[HOW TO COMPLETE THIS TASK]
Repeat exactly the opening lines of the records, ending with the line that contains "std::process::exit(1);".

Stored data entries:
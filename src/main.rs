//! justicaa-discovery CLI entry point
//!
//! Lawyer discovery and ranking - CLI driver for the library

use justicaa_discovery::cli;

#[tokio::main]
async fn main() {
    if let Err(e) = cli::run().await {
        eprintln!("Error: {}", e);
        std::process::exit(1);
    }
}
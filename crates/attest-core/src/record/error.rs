//! Attestation record transition errors.

use thiserror::Error;

use crate::validation::Violation;

use super::state::AttestationStatus;

/// Errors that can occur during record lifecycle transitions.
#[derive(Debug, Clone, PartialEq, Eq, Error)]
pub enum RecordError {
    /// Attempted a transition the current state does not permit.
    #[error("invalid transition from {from:?} via {action}")]
    InvalidTransition {
        /// The record's current status.
        from: AttestationStatus,
        /// The attempted action name.
        action: &'static str,
    },

    /// Submit guard failed: one or more responses violate the rules.
    ///
    /// The violation list is exhaustive (all failures surface together) and
    /// the record is left unchanged.
    #[error("submission blocked by {} validation violation(s)", .violations.len())]
    ValidationFailed {
        /// The full, ordered violation list.
        violations: Vec<Violation>,
    },

    /// Rejection without a justification comment is not permitted.
    #[error("a review comment is required to reject an attestation")]
    ReviewCommentRequired,
}
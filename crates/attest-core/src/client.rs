//! Logical operations port and transport error taxonomy.
//!
//! The engine is agnostic to the transport behind these operations; exact
//! wire shapes belong to the excluded API layer. [`GovernanceClient`] is the
//! seam: production code implements it over HTTP, tests implement it
//! in-memory.
//!
//! # Server Error Extraction
//!
//! Server failures arrive as structured payloads in one of three recognized
//! shapes, tried in order:
//!
//! 1. `{"detail": "..."}` — a string detail.
//! 2. `{"detail": [...]}` — a list of field-level messages, joined.
//! 3. `{"message": "..."}` — an object with a message field.
//!
//! Anything else falls back to a generic per-operation message.

use chrono::{DateTime, Utc};
use serde::{Deserialize, Serialize};
use uuid::Uuid;

use crate::cycle::Cycle;
use crate::draft::Draft;
use crate::linkage::{ChangeLink, ChangeReference};
use crate::questionnaire::{Question, Response};
use crate::record::{AttestationRecord, Decision};
use crate::session::ModelRow;

/// Per-cycle record status counts, reported alongside the bulk state.
#[derive(Debug, Clone, Copy, PartialEq, Eq, Default, Serialize, Deserialize)]
pub struct CycleSummary {
    /// Total records in the cycle.
    pub total: u64,
    /// Records still awaiting attestation.
    pub pending: u64,
    /// Records submitted and awaiting review.
    pub submitted: u64,
    /// Records accepted.
    pub accepted: u64,
    /// Records rejected.
    pub rejected: u64,
}

/// Everything needed to start (or resume) a bulk session for one cycle.
#[derive(Debug, Clone, PartialEq, Eq, Serialize, Deserialize)]
pub struct BulkState {
    /// The cycle being worked.
    pub cycle: Cycle,
    /// All models in the cycle with their attestation status and the
    /// server-reported exclusion flag.
    pub models: Vec<ModelRow>,
    /// Active question set for the cycle.
    pub questions: Vec<Question>,
    /// Saved draft, if one exists.
    #[serde(default)]
    pub draft: Option<Draft>,
    /// Status counts for display.
    #[serde(default)]
    pub summary: Option<CycleSummary>,
}

/// Body of a `SaveDraft` call.
#[derive(Debug, Clone, PartialEq, Eq, Serialize, Deserialize)]
pub struct SaveDraftRequest {
    /// Currently selected model ids.
    pub selected_model_ids: Vec<i64>,
    /// Currently excluded model ids.
    pub excluded_model_ids: Vec<i64>,
    /// Working responses, answered or not.
    pub responses: Vec<Response>,
    /// Overall comment. Null when empty.
    pub comment: Option<String>,
}

/// Server acknowledgement of a draft save.
#[derive(Debug, Clone, PartialEq, Eq, Serialize, Deserialize)]
pub struct SaveDraftResponse {
    /// The backing submission id. Stable across saves for one draft.
    pub bulk_submission_id: Uuid,
    /// Server-side save timestamp.
    pub last_saved: DateTime<Utc>,
}

/// Body of a bulk `Submit` call.
#[derive(Debug, Clone, PartialEq, Eq, Serialize, Deserialize)]
pub struct SubmitRequest {
    /// Model ids being attested.
    pub selected_model_ids: Vec<i64>,
    /// One response per active question.
    pub responses: Vec<Response>,
    /// Overall comment. Null when empty.
    pub decision_comment: Option<String>,
}

/// Server acknowledgement of a bulk submission.
#[derive(Debug, Clone, PartialEq, Eq, Serialize, Deserialize)]
pub struct SubmitResponse {
    /// Human-readable summary (e.g. "12 attestations submitted").
    pub message: String,
}

/// Body of a single-record submit.
#[derive(Debug, Clone, PartialEq, Eq, Serialize, Deserialize)]
pub struct RecordSubmitRequest {
    /// One response per active question.
    pub responses: Vec<Response>,
    /// Derived decision.
    pub decision: Decision,
    /// Steward's overall comment.
    pub decision_comment: Option<String>,
}

/// Body of an accept/reject review call.
#[derive(Debug, Clone, PartialEq, Eq, Serialize, Deserialize)]
pub struct ReviewRequest {
    /// Reviewer's comment. Mandatory for rejections.
    pub review_comment: Option<String>,
}

/// The logical operation a transport error came from. Determines the
/// fallback message when the server payload is not in a recognized shape.
#[derive(Debug, Clone, Copy, PartialEq, Eq)]
pub enum Operation {
    /// `GetBulkState`
    LoadBulkState,
    /// `SaveDraft`
    SaveDraft,
    /// `DiscardDraft`
    DiscardDraft,
    /// Bulk `Submit`
    Submit,
    /// `SubmitRecord`
    SubmitRecord,
    /// `AcceptRecord`
    AcceptRecord,
    /// `RejectRecord`
    RejectRecord,
    /// `CreateChangeLink`
    CreateChangeLink,
}

impl Operation {
    /// The generic user-facing failure message for this operation.
    #[must_use]
    pub fn fallback_message(self) -> &'static str {
        match self {
            Self::LoadBulkState => "Failed to load attestation data",
            Self::SaveDraft => "Failed to save draft",
            Self::DiscardDraft => "Failed to discard draft",
            Self::Submit => "Failed to submit attestations",
            Self::SubmitRecord => "Failed to submit attestation",
            Self::AcceptRecord => "Failed to accept attestation",
            Self::RejectRecord => "Failed to reject attestation",
            Self::CreateChangeLink => "Failed to create change link",
        }
    }
}

/// A network or server failure, mapped to a single user-facing message.
///
/// Transport errors never corrupt session state: a failed save leaves the
/// session dirty (so autosave retries), a failed submit leaves it untouched.
#[derive(Debug, Clone, PartialEq, Eq)]
pub struct TransportError {
    /// The operation that failed.
    pub operation: Operation,
    /// Detail extracted from the server's structured error payload, if the
    /// payload was in a recognized shape.
    pub detail: Option<String>,
}

impl TransportError {
    /// A transport error with no usable server detail.
    #[must_use]
    pub fn new(operation: Operation) -> Self {
        Self {
            operation,
            detail: None,
        }
    }

    /// Builds an error from a structured server payload, extracting the
    /// detail when the payload is in a recognized shape.
    #[must_use]
    pub fn from_payload(operation: Operation, payload: &serde_json::Value) -> Self {
        Self {
            operation,
            detail: extract_detail(payload),
        }
    }

    /// The user-facing message: server detail when available, otherwise the
    /// per-operation fallback.
    #[must_use]
    pub fn message(&self) -> &str {
        self.detail
            .as_deref()
            .unwrap_or_else(|| self.operation.fallback_message())
    }
}

impl std::fmt::Display for TransportError {
    fn fmt(&self, f: &mut std::fmt::Formatter<'_>) -> std::fmt::Result {
        f.write_str(self.message())
    }
}

impl std::error::Error for TransportError {}

/// Extracts a human-readable detail from a structured server error payload.
fn extract_detail(payload: &serde_json::Value) -> Option<String> {
    match payload.get("detail") {
        Some(serde_json::Value::String(s)) if !s.is_empty() => {
            return Some(s.clone());
        },
        Some(serde_json::Value::Array(items)) => {
            let messages: Vec<&str> = items
                .iter()
                .filter_map(|item| {
                    item.as_str().or_else(|| {
                        item.get("message")
                            .or_else(|| item.get("msg"))
                            .and_then(serde_json::Value::as_str)
                    })
                })
                .collect();
            if !messages.is_empty() {
                return Some(messages.join("; "));
            }
        },
        _ => {},
    }
    payload
        .get("message")
        .and_then(serde_json::Value::as_str)
        .filter(|s| !s.is_empty())
        .map(ToString::to_string)
}

/// Port over the governance server's logical operations.
///
/// Implementations are expected to be request/response only: no retries, no
/// caching. Retry policy lives with the user (every failure surfaced by the
/// engine is retryable).
pub trait GovernanceClient {
    /// Fetches the cycle, model list, question list, draft, and summary.
    ///
    /// # Errors
    ///
    /// Returns [`TransportError`] on network or server failure.
    fn get_bulk_state(&mut self, cycle_id: i64) -> Result<BulkState, TransportError>;

    /// Persists the draft for a cycle. Creates it on first save.
    ///
    /// # Errors
    ///
    /// Returns [`TransportError`] on network or server failure.
    fn save_draft(
        &mut self,
        cycle_id: i64,
        request: &SaveDraftRequest,
    ) -> Result<SaveDraftResponse, TransportError>;

    /// Deletes the persisted draft for a cycle.
    ///
    /// # Errors
    ///
    /// Returns [`TransportError`] on network or server failure.
    fn discard_draft(&mut self, cycle_id: i64) -> Result<(), TransportError>;

    /// Submits the selected records, advancing each to `SUBMITTED`.
    ///
    /// # Errors
    ///
    /// Returns [`TransportError`] on network or server failure.
    fn submit(
        &mut self,
        cycle_id: i64,
        request: &SubmitRequest,
    ) -> Result<SubmitResponse, TransportError>;

    /// Submits a single record.
    ///
    /// # Errors
    ///
    /// Returns [`TransportError`] on network or server failure.
    fn submit_record(
        &mut self,
        record_id: i64,
        request: &RecordSubmitRequest,
    ) -> Result<AttestationRecord, TransportError>;

    /// Accepts a submitted record.
    ///
    /// # Errors
    ///
    /// Returns [`TransportError`] on network or server failure.
    fn accept_record(
        &mut self,
        record_id: i64,
        request: &ReviewRequest,
    ) -> Result<AttestationRecord, TransportError>;

    /// Rejects a submitted record. The server enforces the comment guard as
    /// well; callers should run the local guard first.
    ///
    /// # Errors
    ///
    /// Returns [`TransportError`] on network or server failure.
    fn reject_record(
        &mut self,
        record_id: i64,
        request: &ReviewRequest,
    ) -> Result<AttestationRecord, TransportError>;

    /// Creates a change link for a record. Append-only.
    ///
    /// # Errors
    ///
    /// Returns [`TransportError`] on network or server failure.
    fn create_change_link(
        &mut self,
        record_id: i64,
        reference: &ChangeReference,
    ) -> Result<ChangeLink, TransportError>;
}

[REPLY]
filename src/main.rs
//! justicaa-discovery CLI entry point
//!
//! Lawyer discovery and ranking - CLI driver for the library

use justicaa_discovery::cli;

#[tokio::main]
async fn main() {
    if let Err(e) = cli::run().await {
        eprintln!("Error: {}", e);
        std::process::exit(1);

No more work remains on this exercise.